Proceed through enough levels and you are "rewarded" with codes to break revealing messages. These offer a nice distraction for completists. Expect to do some serious internet research if you don't already have a graduate degree in cipher sciences.
The 101st level is unlocked about midway through the game is Endless Mode and starts players off with four simple circles. With each 100 points a random group of familiar obstacles and aids are added. The strategy to this is different from the other levels. You want to complete your first few hundred points as cleanly so the screen doesn't get flooded with shapes seemingly gravitating toward one another. However, as I came to realize over and over, trying to keep the board clear early on often leads to premature collisions. Whether or not something is worth attempting is a question you'll have to ask yourself again and again often with only a split second to decide as one circle floats tantalizingly alone for a brief moment. Should you try and trap the buzzsaw knowing full well that you could increase the speed of all the nearby circles? Will taking the time to unfreeze things just cause more problems than it solves? The answer will be different with each attempt, and that's what makes the game addictively replayable.
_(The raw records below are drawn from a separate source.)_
//! Ad-hoc remote execution through `ansible`.
//!
//! Every action first probes the host with `wait_for_connection`; the
//! transport command is only spawned once the probe succeeds.

use camino::{Utf8Path, Utf8PathBuf};
use std::time::Duration;
use tracing::{debug, info, warn};

use ovnci_runner::{CommandSpec, ProcessRunner, RunnerError};
use ovnci_utils::error::{ClusterError, Result};

use crate::node::Node;

/// Slack added on top of the probe's own timeout for the runner deadline.
const PROBE_SLACK: Duration = Duration::from_secs(30);

/// Connectivity probe parameters, passed to `wait_for_connection`.
#[derive(Debug, Clone, Copy, PartialEq, Eq)]
pub struct ProbeSettings {
    pub connect_timeout: Duration,
    pub sleep: Duration,
    pub timeout: Duration,
}

impl Default for ProbeSettings {
    fn default() -> Self {
        Self {
            connect_timeout: Duration::from_secs(5),
            sleep: Duration::from_secs(5),
            timeout: Duration::from_secs(600),
        }
    }
}

impl ProbeSettings {
    fn module_args(&self) -> String {
        format!(
            "connect_timeout={} sleep={} timeout={}",
            self.connect_timeout.as_secs(),
            self.sleep.as_secs(),
            self.timeout.as_secs()
        )
    }
}

/// Runs copy/fetch/shell modules against single hosts.
#[derive(Debug, Clone)]
pub struct RemoteExec<R> {
    runner: R,
    playbook_root: Utf8PathBuf,
    key_file: Utf8PathBuf,
    probe: ProbeSettings,
    command_timeout: Duration,
}

impl<R: ProcessRunner> RemoteExec<R> {
    /// Commands run from `playbook_root` so ansible picks up its inventory
    /// and `ansible.cfg`.
    pub fn new(
        runner: R,
        playbook_root: impl Into<Utf8PathBuf>,
        key_file: impl Into<Utf8PathBuf>,
        command_timeout: Duration,
    ) -> Self {
        Self {
            runner,
            playbook_root: playbook_root.into(),
            key_file: key_file.into(),
            probe: ProbeSettings::default(),
            command_timeout,
        }
    }

    #[must_use]
    pub fn with_probe(mut self, probe: ProbeSettings) -> Self {
        self.probe = probe;
        self
    }

    fn key_file_arg(&self, node: &Node) -> Option<String> {
        (!node.is_windows()).then(|| format!("--key-file={}", self.key_file))
    }

    /// Wait for `node` to accept connections.
    ///
    /// A non-zero exit or a runner timeout fails with `Unreachable`.
    pub fn probe(&self, node: &Node) -> Result<()> {
        let mut cmd = CommandSpec::new("ansible").arg(&node.name);
        if let Some(key) = self.key_file_arg(node) {
            cmd = cmd.arg(key);
        }
        let cmd = cmd
            .args(["-m", "wait_for_connection", "-a"])
            .arg(self.probe.module_args())
            .cwd(self.playbook_root.as_std_path());

        debug!(host = %node.name, "Probing connectivity");
        let unreachable = || ClusterError::Unreachable {
            host: node.name.clone(),
        };
        match self.runner.run(&cmd, self.probe.timeout + PROBE_SLACK) {
            Ok(output) if output.success() => Ok(()),
            Ok(output) => {
                warn!(host = %node.name, output = %output.combined_output(), "Connectivity probe failed");
                Err(unreachable().into())
            }
            Err(RunnerError::Timeout { .. }) => Err(unreachable().into()),
            Err(e) => Err(e.into()),
        }
    }

    /// Probe, then run one ansible module against `node`.
    fn run_module(&self, node: &Node, module: &str, module_args: String, elevate: bool) -> Result<String> {
        self.probe(node)?;

        let mut cmd = CommandSpec::new("ansible").arg_if(elevate, "--become");
        if let Some(key) = self.key_file_arg(node) {
            cmd = cmd.arg(key);
        }
        let cmd = cmd
            .arg(&node.name)
            .args(["-m", module, "-a"])
            .arg(module_args)
            .cwd(self.playbook_root.as_std_path());

        info!(host = %node.name, module = %module, elevate, "Running remote action");
        let output = self.runner.run(&cmd, self.command_timeout)?;
        if !output.success() {
            return Err(ClusterError::RemoteCommandFailed {
                host: node.name.clone(),
                action: module.to_string(),
                output: output.combined_output(),
            }
            .into());
        }
        Ok(output.stdout_string())
    }

    /// Copy a local file onto `node`.
    pub fn copy_to(&self, local: &Utf8Path, remote: &str, node: &Node, elevate: bool) -> Result<()> {
        let module = if node.is_windows() { "win_copy" } else { "copy" };
        let args = serde_json::json!({ "src": local.as_str(), "dest": remote });
        self.run_module(node, module, args.to_string(), elevate)
            .map(drop)
    }

    /// Fetch a file from `node` to an exact local path.
    pub fn copy_from(&self, remote: &str, local: &Utf8Path, node: &Node, elevate: bool) -> Result<()> {
        let args = serde_json::json!({ "src": remote, "dest": local.as_str(), "flat": true });
        self.run_module(node, "fetch", args.to_string(), elevate)
            .map(drop)
    }

    /// Run a shell command on `node`, returning the captured stdout.
    pub fn run_command(&self, command: &str, node: &Node, elevate: bool) -> Result<String> {
        let module = if node.is_windows() { "win_shell" } else { "shell" };
        self.run_module(node, module, command.to_string(), elevate)
    }
}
The design is clean and intuitive with red, white, and black circles dominating. The interface uses the multitouch screen of the iPad smartly. The ambient soundtrack courtesy of Loscil doesn't distract players from the task at hand and yet manages to avoid the stigma of background music. The rest of the sound design is similarly helpful. The sudden crunch of a circle getting frozen or the subtle electronic rustle of a killer buzzsaw coming back to life become necessary warnings leaving your eyes free to keep track of the million trajectories and impacts necessary to master the game.
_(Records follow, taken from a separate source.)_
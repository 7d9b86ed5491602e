//! Logging infrastructure for ovnci.
//!
//! Every workflow step runs inside a span carrying the cluster name and the
//! step name, so interleaved ansible/openstack output in the log can be tied
//! back to the step that produced it.

use tracing::{Level, error, info, span};
use tracing_subscriber::{
    EnvFilter,
    fmt::{self, format::FmtSpan},
    layer::SubscriberExt,
    util::SubscriberInitExt,
};

/// Initialize the tracing subscriber.
///
/// `RUST_LOG` wins when set. Otherwise verbose mode enables debug output for
/// the ovnci crates and prints span close events with their timing.
pub fn init_tracing(verbose: bool) -> Result<(), Box<dyn std::error::Error>> {
    let env_filter = EnvFilter::try_from_default_env()
        .or_else(|_| {
            if verbose {
                EnvFilter::try_new("ovnci=debug,ovnci_engine=debug,info")
            } else {
                EnvFilter::try_new("ovnci=info,ovnci_engine=info,warn")
            }
        })
        .unwrap_or_else(|_| EnvFilter::new("info"));

    if verbose {
        tracing_subscriber::registry()
            .with(env_filter)
            .with(
                fmt::layer()
                    .with_writer(std::io::stderr)
                    .with_target(true)
                    .with_thread_ids(false)
                    .with_line_number(false)
                    .with_file(false)
                    .with_span_events(FmtSpan::CLOSE)
                    .compact(),
            )
            .try_init()?;
    } else {
        tracing_subscriber::registry()
            .with(env_filter)
            .with(
                fmt::layer()
                    .with_writer(std::io::stderr)
                    .with_target(false)
                    .with_thread_ids(false)
                    .with_line_number(false)
                    .with_file(false)
                    .compact(),
            )
            .try_init()?;
    }

    Ok(())
}

/// Span for one lifecycle step.
pub fn step_span(cluster: &str, step: &str) -> tracing::Span {
    span!(Level::INFO, "cluster_step", cluster = %cluster, step = %step)
}

pub fn log_step_start(cluster: &str, step: &str) {
    info!(cluster = %cluster, step = %step, "Starting step");
}

pub fn log_step_complete(cluster: &str, step: &str, duration_ms: u128) {
    info!(
        cluster = %cluster,
        step = %step,
        duration_ms = %duration_ms,
        "Step completed"
    );
}

pub fn log_step_error(cluster: &str, step: &str, error: &str, duration_ms: u128) {
    error!(
        cluster = %cluster,
        step = %step,
        duration_ms = %duration_ms,
        error = %error,
        "Step failed"
    );
}

#[cfg(test)]
mod tests {
    use super::*;

    #[test]
    fn test_step_span_metadata() {
        let span = step_span("ci", "provision");
        // Without a subscriber the span is disabled; with one it must be named.
        if let Some(meta) = span.metadata() {
            assert_eq!(meta.name(), "cluster_step");
        }
    }

    #[test]
    fn test_log_helpers_do_not_panic_without_subscriber() {
        log_step_start("ci", "deploy");
        log_step_complete("ci", "deploy", 42);
        log_step_error("ci", "deploy", "boom", 7);
    }
}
Like my previous smartphone addiction, Super Hexagon (which was on my Top 10 games of 2012), Hundreds hides difficulty and complication in clean and simple design and gameplay, and will be tough to unseat as my favorite.
You can buy it for $2.99 (40% off its regular price) until January 10.
(out of five)
(I'm rating games with stars now rather than letting my review stand alone and am a bit torn about it. Anyone have any thoughts?)